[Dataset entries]
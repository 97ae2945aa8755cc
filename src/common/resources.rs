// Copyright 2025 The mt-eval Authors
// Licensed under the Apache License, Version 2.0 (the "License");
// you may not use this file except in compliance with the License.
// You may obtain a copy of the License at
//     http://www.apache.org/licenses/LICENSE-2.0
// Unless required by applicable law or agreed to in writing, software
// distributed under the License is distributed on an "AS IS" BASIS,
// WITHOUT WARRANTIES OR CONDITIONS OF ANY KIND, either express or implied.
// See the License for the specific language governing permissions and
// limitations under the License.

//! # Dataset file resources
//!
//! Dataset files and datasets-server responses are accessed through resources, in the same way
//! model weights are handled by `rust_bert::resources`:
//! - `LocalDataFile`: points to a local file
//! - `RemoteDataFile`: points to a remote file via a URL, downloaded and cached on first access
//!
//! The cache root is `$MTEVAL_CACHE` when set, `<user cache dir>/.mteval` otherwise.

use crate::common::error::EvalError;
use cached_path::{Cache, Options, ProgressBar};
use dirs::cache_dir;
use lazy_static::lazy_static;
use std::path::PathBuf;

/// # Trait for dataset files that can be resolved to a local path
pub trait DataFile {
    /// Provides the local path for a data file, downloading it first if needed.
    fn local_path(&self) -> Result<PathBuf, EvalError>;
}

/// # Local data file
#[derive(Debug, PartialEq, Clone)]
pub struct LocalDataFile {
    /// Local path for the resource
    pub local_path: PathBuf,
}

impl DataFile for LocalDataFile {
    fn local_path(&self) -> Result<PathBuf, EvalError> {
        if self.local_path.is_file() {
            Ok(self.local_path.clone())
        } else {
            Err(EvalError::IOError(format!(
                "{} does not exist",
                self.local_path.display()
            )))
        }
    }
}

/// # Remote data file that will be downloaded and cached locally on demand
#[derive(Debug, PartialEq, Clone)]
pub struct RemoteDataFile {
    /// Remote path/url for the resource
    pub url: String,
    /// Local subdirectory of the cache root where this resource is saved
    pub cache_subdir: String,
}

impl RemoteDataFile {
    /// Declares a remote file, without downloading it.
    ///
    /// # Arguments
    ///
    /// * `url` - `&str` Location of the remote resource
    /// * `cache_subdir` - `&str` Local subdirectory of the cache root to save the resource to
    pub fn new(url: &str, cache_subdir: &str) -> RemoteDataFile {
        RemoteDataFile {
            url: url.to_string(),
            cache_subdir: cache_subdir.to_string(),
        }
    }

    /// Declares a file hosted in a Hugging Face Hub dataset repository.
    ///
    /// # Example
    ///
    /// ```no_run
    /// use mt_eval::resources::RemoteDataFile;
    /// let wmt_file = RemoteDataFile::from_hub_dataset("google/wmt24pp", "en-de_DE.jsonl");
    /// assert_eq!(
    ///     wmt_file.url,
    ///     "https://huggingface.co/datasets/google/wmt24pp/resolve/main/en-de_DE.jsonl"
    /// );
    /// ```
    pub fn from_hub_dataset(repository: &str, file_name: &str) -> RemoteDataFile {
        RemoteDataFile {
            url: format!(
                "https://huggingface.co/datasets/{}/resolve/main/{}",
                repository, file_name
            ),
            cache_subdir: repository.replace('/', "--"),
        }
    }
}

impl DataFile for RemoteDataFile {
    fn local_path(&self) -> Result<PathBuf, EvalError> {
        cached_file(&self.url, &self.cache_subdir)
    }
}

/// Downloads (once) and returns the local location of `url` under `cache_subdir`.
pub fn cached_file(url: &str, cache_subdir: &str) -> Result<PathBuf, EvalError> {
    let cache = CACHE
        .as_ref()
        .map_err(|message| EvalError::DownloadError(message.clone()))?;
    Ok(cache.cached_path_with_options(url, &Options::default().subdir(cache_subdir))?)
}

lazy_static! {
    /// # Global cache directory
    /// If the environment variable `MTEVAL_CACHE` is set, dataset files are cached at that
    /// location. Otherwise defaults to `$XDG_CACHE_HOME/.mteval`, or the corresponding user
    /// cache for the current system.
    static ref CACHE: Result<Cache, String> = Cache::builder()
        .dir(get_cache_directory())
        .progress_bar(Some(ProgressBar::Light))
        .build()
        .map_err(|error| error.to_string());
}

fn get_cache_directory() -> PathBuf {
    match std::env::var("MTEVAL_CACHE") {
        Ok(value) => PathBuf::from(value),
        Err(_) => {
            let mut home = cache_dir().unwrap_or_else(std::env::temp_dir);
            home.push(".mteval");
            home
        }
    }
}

--

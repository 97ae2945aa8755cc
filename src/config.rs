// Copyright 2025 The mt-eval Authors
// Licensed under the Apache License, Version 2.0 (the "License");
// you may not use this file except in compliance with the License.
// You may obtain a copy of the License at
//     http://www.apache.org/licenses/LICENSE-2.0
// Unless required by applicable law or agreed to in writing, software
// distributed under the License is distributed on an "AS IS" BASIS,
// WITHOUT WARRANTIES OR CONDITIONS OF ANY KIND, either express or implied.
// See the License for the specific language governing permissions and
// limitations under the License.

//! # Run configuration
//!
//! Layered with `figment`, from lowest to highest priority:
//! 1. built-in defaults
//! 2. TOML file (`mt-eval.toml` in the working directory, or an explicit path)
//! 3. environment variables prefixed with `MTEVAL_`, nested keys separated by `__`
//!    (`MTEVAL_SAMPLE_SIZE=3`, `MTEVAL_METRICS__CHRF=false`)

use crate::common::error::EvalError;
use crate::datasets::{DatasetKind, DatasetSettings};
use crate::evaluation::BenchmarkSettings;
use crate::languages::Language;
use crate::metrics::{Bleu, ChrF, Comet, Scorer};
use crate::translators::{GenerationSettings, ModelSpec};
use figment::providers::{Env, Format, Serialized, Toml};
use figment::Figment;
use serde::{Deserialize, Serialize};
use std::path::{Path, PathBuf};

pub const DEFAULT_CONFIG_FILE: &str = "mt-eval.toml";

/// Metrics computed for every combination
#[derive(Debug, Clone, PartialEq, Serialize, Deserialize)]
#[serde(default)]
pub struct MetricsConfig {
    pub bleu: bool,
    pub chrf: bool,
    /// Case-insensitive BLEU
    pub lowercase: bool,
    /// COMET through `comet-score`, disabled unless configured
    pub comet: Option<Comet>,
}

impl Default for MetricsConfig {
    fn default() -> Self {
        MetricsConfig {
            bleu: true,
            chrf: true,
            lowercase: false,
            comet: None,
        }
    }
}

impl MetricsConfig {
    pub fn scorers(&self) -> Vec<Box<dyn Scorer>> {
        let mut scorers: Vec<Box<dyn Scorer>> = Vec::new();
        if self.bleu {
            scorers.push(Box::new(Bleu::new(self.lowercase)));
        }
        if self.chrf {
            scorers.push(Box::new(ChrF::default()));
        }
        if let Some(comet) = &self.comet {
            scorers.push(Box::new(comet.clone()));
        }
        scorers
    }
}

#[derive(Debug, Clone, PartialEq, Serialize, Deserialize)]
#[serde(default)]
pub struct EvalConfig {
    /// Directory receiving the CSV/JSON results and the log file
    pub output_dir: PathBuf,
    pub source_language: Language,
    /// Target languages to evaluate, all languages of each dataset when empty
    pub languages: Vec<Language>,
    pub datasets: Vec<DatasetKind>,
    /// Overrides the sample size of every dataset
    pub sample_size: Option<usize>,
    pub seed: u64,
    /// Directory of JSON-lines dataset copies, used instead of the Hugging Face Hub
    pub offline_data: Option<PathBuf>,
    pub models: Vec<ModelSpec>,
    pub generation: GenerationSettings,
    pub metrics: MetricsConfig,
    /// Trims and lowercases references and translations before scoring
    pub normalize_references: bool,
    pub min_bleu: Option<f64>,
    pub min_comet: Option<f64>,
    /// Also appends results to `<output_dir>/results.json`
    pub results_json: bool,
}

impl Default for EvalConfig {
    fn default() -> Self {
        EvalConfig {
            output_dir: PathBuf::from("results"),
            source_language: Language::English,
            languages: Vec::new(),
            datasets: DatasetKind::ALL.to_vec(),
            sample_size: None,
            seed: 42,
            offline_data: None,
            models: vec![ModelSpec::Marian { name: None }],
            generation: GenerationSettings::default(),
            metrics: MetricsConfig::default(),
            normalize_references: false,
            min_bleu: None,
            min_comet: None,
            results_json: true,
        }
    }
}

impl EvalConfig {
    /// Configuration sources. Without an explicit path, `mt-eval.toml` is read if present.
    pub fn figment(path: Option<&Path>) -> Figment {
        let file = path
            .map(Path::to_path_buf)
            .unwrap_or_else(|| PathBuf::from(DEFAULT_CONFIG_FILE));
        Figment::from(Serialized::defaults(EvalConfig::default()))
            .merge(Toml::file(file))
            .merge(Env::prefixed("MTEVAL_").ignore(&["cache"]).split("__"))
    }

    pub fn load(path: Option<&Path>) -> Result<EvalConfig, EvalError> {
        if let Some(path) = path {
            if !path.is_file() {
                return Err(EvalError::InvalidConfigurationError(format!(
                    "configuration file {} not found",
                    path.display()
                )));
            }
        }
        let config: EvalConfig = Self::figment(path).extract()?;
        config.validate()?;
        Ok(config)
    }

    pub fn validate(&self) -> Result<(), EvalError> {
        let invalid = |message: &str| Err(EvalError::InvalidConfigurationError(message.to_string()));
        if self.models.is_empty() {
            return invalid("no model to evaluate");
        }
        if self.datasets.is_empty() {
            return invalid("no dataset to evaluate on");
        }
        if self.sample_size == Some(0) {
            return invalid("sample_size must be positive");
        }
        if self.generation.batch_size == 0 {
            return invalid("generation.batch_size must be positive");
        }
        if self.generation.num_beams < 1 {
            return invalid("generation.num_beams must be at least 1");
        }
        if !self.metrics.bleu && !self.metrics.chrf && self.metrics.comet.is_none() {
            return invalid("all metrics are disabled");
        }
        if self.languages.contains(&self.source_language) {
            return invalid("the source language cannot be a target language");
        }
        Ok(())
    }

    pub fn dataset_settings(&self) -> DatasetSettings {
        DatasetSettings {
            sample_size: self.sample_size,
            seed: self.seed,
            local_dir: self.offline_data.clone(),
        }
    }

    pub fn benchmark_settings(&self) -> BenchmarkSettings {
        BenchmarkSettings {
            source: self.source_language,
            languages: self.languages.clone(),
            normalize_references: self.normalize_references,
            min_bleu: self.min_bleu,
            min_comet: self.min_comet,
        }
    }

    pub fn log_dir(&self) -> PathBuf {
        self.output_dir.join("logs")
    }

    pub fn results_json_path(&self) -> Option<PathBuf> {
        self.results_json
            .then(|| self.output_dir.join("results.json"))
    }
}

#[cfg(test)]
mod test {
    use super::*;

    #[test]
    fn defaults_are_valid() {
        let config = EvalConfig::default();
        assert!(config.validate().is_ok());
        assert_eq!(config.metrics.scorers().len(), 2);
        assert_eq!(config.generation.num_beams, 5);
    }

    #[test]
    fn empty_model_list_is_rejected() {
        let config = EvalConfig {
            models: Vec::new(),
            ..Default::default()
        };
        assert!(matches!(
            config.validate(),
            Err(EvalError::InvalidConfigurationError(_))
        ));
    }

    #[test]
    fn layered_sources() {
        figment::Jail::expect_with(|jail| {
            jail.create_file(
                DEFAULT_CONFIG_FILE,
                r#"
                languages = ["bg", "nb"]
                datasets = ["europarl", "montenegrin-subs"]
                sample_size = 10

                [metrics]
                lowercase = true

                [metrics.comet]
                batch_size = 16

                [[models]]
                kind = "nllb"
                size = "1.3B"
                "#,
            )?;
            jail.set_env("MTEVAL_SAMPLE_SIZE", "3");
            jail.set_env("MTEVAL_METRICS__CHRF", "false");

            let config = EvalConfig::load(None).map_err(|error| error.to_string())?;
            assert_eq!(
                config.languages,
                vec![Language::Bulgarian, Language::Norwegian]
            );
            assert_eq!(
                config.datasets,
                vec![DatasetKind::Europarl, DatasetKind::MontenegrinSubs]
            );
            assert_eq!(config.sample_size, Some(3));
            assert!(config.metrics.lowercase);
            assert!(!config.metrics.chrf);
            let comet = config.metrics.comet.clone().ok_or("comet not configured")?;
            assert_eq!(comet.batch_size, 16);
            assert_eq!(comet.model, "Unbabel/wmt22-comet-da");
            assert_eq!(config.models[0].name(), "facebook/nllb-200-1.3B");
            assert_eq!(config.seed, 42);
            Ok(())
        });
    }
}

==

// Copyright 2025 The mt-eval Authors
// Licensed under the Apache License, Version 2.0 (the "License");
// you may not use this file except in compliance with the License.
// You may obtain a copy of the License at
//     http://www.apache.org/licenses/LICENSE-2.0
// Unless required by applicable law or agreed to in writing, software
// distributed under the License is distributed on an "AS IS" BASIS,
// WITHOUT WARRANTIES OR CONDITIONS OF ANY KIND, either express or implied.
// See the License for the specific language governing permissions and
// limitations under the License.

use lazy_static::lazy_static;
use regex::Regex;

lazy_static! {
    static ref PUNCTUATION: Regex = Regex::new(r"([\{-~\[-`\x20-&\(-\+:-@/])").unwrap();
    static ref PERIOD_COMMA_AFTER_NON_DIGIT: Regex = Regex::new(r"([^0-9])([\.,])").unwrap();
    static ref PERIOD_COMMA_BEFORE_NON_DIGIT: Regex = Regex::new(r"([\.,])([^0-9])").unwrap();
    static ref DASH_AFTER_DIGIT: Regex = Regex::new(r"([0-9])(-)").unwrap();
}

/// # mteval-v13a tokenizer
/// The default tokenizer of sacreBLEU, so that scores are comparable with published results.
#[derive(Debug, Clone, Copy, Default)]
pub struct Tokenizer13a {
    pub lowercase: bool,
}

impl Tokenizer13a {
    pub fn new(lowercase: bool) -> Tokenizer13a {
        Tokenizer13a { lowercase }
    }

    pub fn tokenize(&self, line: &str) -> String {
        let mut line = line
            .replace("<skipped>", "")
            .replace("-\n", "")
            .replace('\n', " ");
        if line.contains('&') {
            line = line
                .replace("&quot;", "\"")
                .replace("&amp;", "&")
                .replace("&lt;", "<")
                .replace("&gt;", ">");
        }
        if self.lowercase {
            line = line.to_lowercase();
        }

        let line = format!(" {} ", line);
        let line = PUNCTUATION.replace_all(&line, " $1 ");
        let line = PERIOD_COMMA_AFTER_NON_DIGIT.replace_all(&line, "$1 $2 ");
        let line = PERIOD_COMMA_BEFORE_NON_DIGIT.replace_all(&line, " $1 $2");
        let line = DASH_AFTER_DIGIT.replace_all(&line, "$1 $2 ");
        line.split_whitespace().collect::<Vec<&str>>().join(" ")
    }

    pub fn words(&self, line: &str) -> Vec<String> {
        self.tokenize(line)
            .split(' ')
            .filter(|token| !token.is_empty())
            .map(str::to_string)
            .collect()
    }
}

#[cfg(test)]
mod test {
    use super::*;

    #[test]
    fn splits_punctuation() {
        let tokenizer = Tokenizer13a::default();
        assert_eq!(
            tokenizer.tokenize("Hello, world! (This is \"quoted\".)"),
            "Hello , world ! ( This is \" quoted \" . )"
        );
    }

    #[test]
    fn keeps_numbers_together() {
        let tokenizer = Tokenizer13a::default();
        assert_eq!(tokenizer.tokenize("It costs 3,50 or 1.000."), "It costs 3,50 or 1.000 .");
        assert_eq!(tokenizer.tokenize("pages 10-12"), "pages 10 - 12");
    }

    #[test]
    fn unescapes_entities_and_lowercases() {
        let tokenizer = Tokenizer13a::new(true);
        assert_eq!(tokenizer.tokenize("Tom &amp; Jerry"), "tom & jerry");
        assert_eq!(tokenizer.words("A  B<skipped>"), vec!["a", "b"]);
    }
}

#### EXERCISE REQUIREMENTS:
Taking the records above, retype every line from the one with "if self.generation.batch_size == 0" down to the one with "pub fn benchmark_settings(&self)", exactly and with nothing else.

#### ANSWER SECTION:
        if self.generation.batch_size == 0 {
            return invalid("generation.batch_size must be positive");
        }
        if self.generation.num_beams < 1 {
            return invalid("generation.num_beams must be at least 1");
        }
        if !self.metrics.bleu && !self.metrics.chrf && self.metrics.comet.is_none() {
            return invalid("all metrics are disabled");
        }
        if self.languages.contains(&self.source_language) {
            return invalid("the source language cannot be a target language");
        }
        Ok(())
    }

    pub fn dataset_settings(&self) -> DatasetSettings {
        DatasetSettings {
            sample_size: self.sample_size,
            seed: self.seed,
            local_dir: self.offline_data.clone(),
        }
    }

    pub fn benchmark_settings(&self) -> BenchmarkSettings {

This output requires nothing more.